El Salvador : Dérive autoritaire
« Le 1e mai 2021, je me suis couché dans une république imparfaite. Et le lendemain, j’ai déjeuné dans une dictature en devenir ». Ce sont en substance les mots du journaliste Oscar Martinez pour décrire la violation de la Constitution par le président salvadorien Nayib Bukele et l’Assemblée législative, aux mains de son Parti.

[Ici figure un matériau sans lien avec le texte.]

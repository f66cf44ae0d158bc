//! Interactive block gestures
//!
//! One controller per document block translates pointer gestures into
//! layout store calls. The controller is a small state machine: `Idle`
//! until a pointer-down lands on one of its handles, then `Dragging` or
//! `Resizing` until the pointer is released.

use log::debug;

use quoteforge_geometry::{near_edge, Point, Rect, Size};
use quoteforge_layout::{BlockId, LayoutStore, SizePatch, StoragePort, MIN_HEIGHT, MIN_WIDTH};

/// Height of the drag-handle tab above the block
const DRAG_HANDLE_HEIGHT: f32 = 24.0;
/// Width of the drag-handle tab
const DRAG_HANDLE_WIDTH: f32 = 80.0;
/// Side length of the corner resize handle
const CORNER_HANDLE: f32 = 16.0;
/// Short side of the edge resize handles
const EDGE_HANDLE: f32 = 8.0;

/// Direction tag of a resize handle
#[derive(Debug, Clone, Copy, PartialEq, Eq)]
pub enum ResizeDirection {
    SouthEast,
    North,
    South,
    East,
    West,
}

/// Gesture state of one block
#[derive(Debug, Clone, Copy, PartialEq)]
pub enum GestureState {
    Idle,
    /// Pointer is dragging the block; offset is pointer minus block origin
    Dragging { grab_offset: Point },
    /// Pointer is resizing the block from its recorded starting geometry
    Resizing {
        direction: ResizeDirection,
        start_pointer: Point,
        start_size: Size,
    },
}

/// Draggable/resizable wrapper around one document block
#[derive(Debug)]
pub struct BlockController {
    id: BlockId,
    state: GestureState,
    near_edge: bool,
    disabled: bool,
}

impl BlockController {
    pub fn new(id: BlockId) -> Self {
        Self {
            id,
            state: GestureState::Idle,
            near_edge: false,
            disabled: false,
        }
    }

    pub fn id(&self) -> BlockId {
        self.id
    }

    pub fn state(&self) -> GestureState {
        self.state
    }

    /// True while a drag or resize gesture is in progress
    ///
    /// The session routes pointer moves exclusively to a capturing block,
    /// the equivalent of registering process-wide move/up listeners on
    /// gesture start and removing them on gesture end.
    pub fn is_capturing(&self) -> bool {
        !matches!(self.state, GestureState::Idle)
    }

    /// Transient "snapping to edge" indicator, set while dragging
    pub fn near_edge(&self) -> bool {
        self.near_edge
    }

    /// Disable all gesture handling (print/preview rendering)
    ///
    /// A disabled block is a static positioned element; its handles are
    /// not rendered and pointer events pass through it.
    pub fn set_disabled(&mut self, disabled: bool) {
        self.disabled = disabled;
        if disabled {
            self.state = GestureState::Idle;
            self.near_edge = false;
        }
    }

    pub fn is_disabled(&self) -> bool {
        self.disabled
    }

    /// The drag-handle tab region for a block frame
    pub fn drag_handle(frame: Rect) -> Rect {
        Rect::new(
            frame.x,
            frame.y - DRAG_HANDLE_HEIGHT,
            DRAG_HANDLE_WIDTH.min(frame.width),
            DRAG_HANDLE_HEIGHT,
        )
    }

    /// The five resize-handle regions for a block frame
    pub fn resize_handles(frame: Rect) -> [(ResizeDirection, Rect); 5] {
        let right = frame.x + frame.width;
        let bottom = frame.y + frame.height;
        let mid_x = frame.x + frame.width / 2.0;
        let mid_y = frame.y + frame.height / 2.0;
        [
            (
                ResizeDirection::SouthEast,
                Rect::new(
                    right - CORNER_HANDLE / 2.0,
                    bottom - CORNER_HANDLE / 2.0,
                    CORNER_HANDLE,
                    CORNER_HANDLE,
                ),
            ),
            (
                ResizeDirection::North,
                Rect::new(
                    mid_x - CORNER_HANDLE / 2.0,
                    frame.y - EDGE_HANDLE / 2.0,
                    CORNER_HANDLE,
                    EDGE_HANDLE,
                ),
            ),
            (
                ResizeDirection::South,
                Rect::new(
                    mid_x - CORNER_HANDLE / 2.0,
                    bottom - EDGE_HANDLE / 2.0,
                    CORNER_HANDLE,
                    EDGE_HANDLE,
                ),
            ),
            (
                ResizeDirection::East,
                Rect::new(
                    right - EDGE_HANDLE / 2.0,
                    mid_y - CORNER_HANDLE / 2.0,
                    EDGE_HANDLE,
                    CORNER_HANDLE,
                ),
            ),
            (
                ResizeDirection::West,
                Rect::new(
                    frame.x - EDGE_HANDLE / 2.0,
                    mid_y - CORNER_HANDLE / 2.0,
                    EDGE_HANDLE,
                    CORNER_HANDLE,
                ),
            ),
        ]
    }

    /// Handle a pointer-down at `p`
    ///
    /// Returns true when the gesture starts on one of this block's
    /// handles and the block takes pointer capture.
    pub fn pointer_down<S: StoragePort>(&mut self, p: Point, store: &LayoutStore<S>) -> bool {
        if self.disabled || self.is_capturing() {
            return false;
        }

        let frame = store.layout(self.id).frame();

        // Resize handles win over the drag handle
        for (direction, rect) in Self::resize_handles(frame) {
            if rect.contains(p.x, p.y) {
                self.state = GestureState::Resizing {
                    direction,
                    start_pointer: p,
                    start_size: frame.size(),
                };
                debug!("{}: resizing {:?}", self.id, direction);
                return true;
            }
        }

        if Self::drag_handle(frame).contains(p.x, p.y) {
            self.state = GestureState::Dragging {
                grab_offset: Point::new(p.x - frame.x, p.y - frame.y),
            };
            debug!("{}: dragging", self.id);
            return true;
        }

        false
    }

    /// Handle a pointer-move at `p` while capturing
    ///
    /// Idempotent: a burst of move events with the same position produces
    /// the same store state. No-op while idle or disabled.
    pub fn pointer_move<S: StoragePort>(&mut self, p: Point, store: &mut LayoutStore<S>) {
        if self.disabled {
            return;
        }
        match self.state {
            GestureState::Idle => {}
            GestureState::Dragging { grab_offset } => {
                let candidate = Point::new(p.x - grab_offset.x, p.y - grab_offset.y);
                store.update_position(self.id, candidate);

                let layout = store.layout(self.id);
                self.near_edge = near_edge(
                    Point::new(layout.x, layout.y),
                    layout.effective_size(),
                    store.bounds(),
                );
            }
            GestureState::Resizing {
                direction,
                start_pointer,
                start_size,
            } => {
                let dx = p.x - start_pointer.x;
                let dy = p.y - start_pointer.y;

                let patch = match direction {
                    ResizeDirection::SouthEast => SizePatch::new(
                        (start_size.width + dx).max(MIN_WIDTH),
                        (start_size.height + dy).max(MIN_HEIGHT),
                    ),
                    ResizeDirection::East => {
                        SizePatch::width((start_size.width + dx).max(MIN_WIDTH))
                    }
                    ResizeDirection::West => {
                        SizePatch::width((start_size.width - dx).max(MIN_WIDTH))
                    }
                    ResizeDirection::South => {
                        SizePatch::height((start_size.height + dy).max(MIN_HEIGHT))
                    }
                    ResizeDirection::North => {
                        SizePatch::height((start_size.height - dy).max(MIN_HEIGHT))
                    }
                };
                store.update_size(self.id, patch);
            }
        }
    }

    /// Handle a pointer-up, ending any gesture
    pub fn pointer_up(&mut self) {
        self.state = GestureState::Idle;
        self.near_edge = false;
    }
}
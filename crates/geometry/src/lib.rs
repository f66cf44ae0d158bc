//! QuoteForge Geometry Engine
//!
//! Grid snapping and position constraint math for the document canvas.

mod snap;

pub use snap::{constrain, near_edge, snap, EDGE_SNAP_THRESHOLD};

/// A point on the document canvas
#[derive(Debug, Clone, Copy, PartialEq, Default)]
pub struct Point {
    pub x: f32,
    pub y: f32,
}

impl Point {
    pub fn new(x: f32, y: f32) -> Self {
        Self { x, y }
    }
}

/// A pixel size
#[derive(Debug, Clone, Copy, PartialEq, Default)]
pub struct Size {
    pub width: f32,
    pub height: f32,
}

impl Size {
    pub fn new(width: f32, height: f32) -> Self {
        Self { width, height }
    }
}

/// Container bounds the canvas is laid out in
#[derive(Debug, Clone, Copy, PartialEq)]
pub struct Bounds {
    pub width: f32,
    pub height: f32,
}

impl Bounds {
    pub fn new(width: f32, height: f32) -> Self {
        Self { width, height }
    }
}

impl Default for Bounds {
    /// Default document canvas size
    fn default() -> Self {
        Self {
            width: 1000.0,
            height: 1200.0,
        }
    }
}

/// A rectangle
#[derive(Debug, Clone, Copy, PartialEq, Default)]
pub struct Rect {
    pub x: f32,
    pub y: f32,
    pub width: f32,
    pub height: f32,
}

impl Rect {
    pub fn new(x: f32, y: f32, width: f32, height: f32) -> Self {
        Self { x, y, width, height }
    }

    /// Check if a point is inside the rectangle
    pub fn contains(&self, x: f32, y: f32) -> bool {
        x >= self.x && x < self.x + self.width && y >= self.y && y < self.y + self.height
    }

    /// Top-left corner of the rectangle
    pub fn origin(&self) -> Point {
        Point::new(self.x, self.y)
    }

    /// Pixel size of the rectangle
    pub fn size(&self) -> Size {
        Size::new(self.width, self.height)
    }
}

Suite à la fin de la guerre civile en 1992, les deux principaux partis issus du conflit, l’ARENA (parti des élites économiques, néolibéral et conservateur) et le FMLN (issu de la guérilla, membre de l’Alliance progressiste au niveau international) ont alterné le pouvoir sans résoudre les problèmes profonds du pays, tels que les inégalités, la pauvreté ou les problèmes environnementaux, mais surtout les ravages de la violence engendrée par les « maras » [9], les narcotrafiquants et la corruption endémique [10]. Cette violence extrême, qui fait du Salvador un des pays les plus dangereux au monde, a poussé plus de 2 millions de personnes à migrer vers les Etats-Unis et, dans une moindre mesure, vers l’Europe et singulièrement la Belgique [11]. C’est principalement sur ces enjeux et sur le rejet des deux partis « historiques » que Bukele et son parti ont bâti leur victoire aux élections présidentielle de juin 2019 et législative de février 2021. Les chiffres de la criminalité ont officiellement diminué, renforçant la popularité de Bukele. Néanmoins, bien que cela soit nié par le président, le journal El Faro avait dénoncé des négociations qui auraient eu lieu entre celui-ci et certaines « maras » afin de faire diminuer les violences en échange d’avantages.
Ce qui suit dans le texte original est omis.